Paul shook his head. “That’s not what I meant. I mean, with Melissa turning out to be the Powells’ daughter after all. That’s got to be pretty… confusing and upsetting for her.”

Keel shrugged. “They seem to be handling it okay.”

That was true enough. Mr Powell had come into the kitchen while Keel was patching up the gash on Paul’s cheek and told them Melissa would be staying with the Farmers. He’d given a slight shrug. “She might have our genes, but she’s their daughter, and it’s best for her.”

Paul thought he was right—about Melissa being the Farmers’ daughter, even if they weren’t genetically related. Poppi had always been more of a father to him than the man who’d given him his name and disappeared out of his life before Paul was old enough to remember him. And he could barely remember his mother, either: just a few brief impressions of being held and wanted, of her quietly murmuring a lullaby, of his hand reaching out futilely for hers before a nun had bundled him out of her hospital room.

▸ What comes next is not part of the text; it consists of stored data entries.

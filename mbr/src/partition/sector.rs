//! Cached sector contents

use alloc::vec::Vec;

/// Bytes of one sector-aligned range read from the backing store
///
/// The buffer is zeroed when dropped so partition contents do not linger in
/// freed memory.
#[derive(Debug, Clone, PartialEq, Eq)]
pub struct SectorData {
    bytes: Vec<u8>,
}

impl SectorData {
    /// Wrap bytes read from the store
    pub fn new(bytes: Vec<u8>) -> Self {
        Self { bytes }
    }

    /// Sector contents
    pub fn as_bytes(&self) -> &[u8] {
        &self.bytes
    }

    /// Number of bytes held
    pub fn len(&self) -> usize {
        self.bytes.len()
    }

    /// Whether no bytes are held
    pub fn is_empty(&self) -> bool {
        self.bytes.is_empty()
    }

    /// Overwrite the contents with zeros
    fn wipe(&mut self) {
        for byte in self.bytes.iter_mut() {
            // Volatile so the wipe is not elided as a dead store
            unsafe { core::ptr::write_volatile(byte, 0) };
        }
        core::sync::atomic::compiler_fence(core::sync::atomic::Ordering::SeqCst);
    }
}

impl Drop for SectorData {
    fn drop(&mut self) {
        self.wipe();
    }
}
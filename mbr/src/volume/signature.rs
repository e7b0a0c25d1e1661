//! Quick MBR signature probe
//!
//! NTFS and FAT boot sectors also end in 0x55 0xAA; their OEM and file system
//! type strings sit inside the boot code area, which is how they are told
//! apart from a partition table.

use log::{debug, warn};

use crate::error::{MbrError, Result};
use crate::io::BackingStore;
use crate::record::has_boot_signature;
use crate::types::{BOOT_RECORD_SIZE, PARTITION_TABLE_OFFSET};

/// Check whether a backing store starts with an MBR
///
/// The store is opened for the probe and closed again if it was not open
/// when passed in.
///
/// # Returns
/// `true` when the boot signature is present and the boot code area contains
/// neither "NTFS" nor "FAT"
pub fn check_volume_signature(store: &dyn BackingStore) -> Result<bool> {
    let opened_here = !store.is_open();
    if opened_here {
        store.open()?;
    }

    let result = probe(store);

    if opened_here {
        let closed = store.close();
        // A probe error takes precedence over a close error
        let matched = result?;
        closed?;
        return Ok(matched);
    }
    result
}

/// Check whether the file at `path` starts with an MBR
#[cfg(feature = "std")]
pub fn check_volume_signature_path(path: impl AsRef<std::path::Path>) -> Result<bool> {
    let store = crate::io::FileStore::new(path);
    check_volume_signature(&store)
}

fn probe(store: &dyn BackingStore) -> Result<bool> {
    let mut sector = [0u8; BOOT_RECORD_SIZE];
    let read = store.read_at(&mut sector, 0)?;
    if read != BOOT_RECORD_SIZE {
        warn!("short read of first sector: {} of {} bytes", read, BOOT_RECORD_SIZE);
        return Err(MbrError::ReadFailed);
    }

    if !has_boot_signature(&sector) {
        return Ok(false);
    }

    let boot_code = &sector[..PARTITION_TABLE_OFFSET];
    if contains(boot_code, b"NTFS") || contains(boot_code, b"FAT") {
        debug!("boot signature present but sector is a file system boot sector");
        return Ok(false);
    }
    Ok(true)
}

fn contains(haystack: &[u8], needle: &[u8]) -> bool {
    haystack.windows(needle.len()).any(|window| window == needle)
}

The Farmers had given Melissa thirteen years of love and care, the way Poppi had cared for Paul for thirteen years in the orphanage. The way he still cared for him. Paul knew that was really mattered.

Flinching as Keel had applied a band-aid over the cut, Paul had tried to reassure Mr Powell. “I’m sure you’re doing the right thing.”

“How will you handle things legally?” Keel had been gathering together the used cotton buds and the wrapping from the band-aid and was dropping them in the trash.

Mr Powell had run a hand through his hair. “I guess we’ll have to consult a lawyer about that. See about getting a statement from that nurse you spoke to. And the Farmers will maybe have to adopt Melissa, or we’ll have to have some kind of fostering agreement.” He’d smiled. “We can sort it out. After everything we’ve been through, that’s the easy part.”

“I think you’ve both gained a daughter,” Paul had offered.

Mr Powell had nodded. “Yes, I think you’re right. Whatever happens, we’re going to make sure Kimberly and Melissa get to spend some time together. Get to know each other.” He’d hesitated and then jerked his head toward the living room, where they’d left the two families clearing up the mess the real Melissa had made. “We’re going to visit the grave. We didn’t know if you’d like to come….”

Keel had rubbed his hands together as if dusting off some dirt. “No, no. We’ll leave that to you. The two of us should be getting back to Boston.”

“Okay, then.” Mr Powell had held out his hand to Keel. “In that case, we just wanted to thank you for your help. I don’t know why you guys do this, but we appreciate it.”

Keel had shaken his hand. “We’re just in search of the truth.”

“And sometimes we get to help people along the way,” Paul had added when it was his turn to shake Mr Powell’s hand. Keel’s quiet snort hadn’t been lost on him, but Paul hadn’t cared.

Closing his eyes and settling back into the car seat as they headed back to Boston, Paul remembered what he’d though back at the house and nodded to himself. Whatever reasons Keel had for running SQ—and no matter how much his blinders might make him behave in ways that made Paul cringe—Paul knew he could do good work here.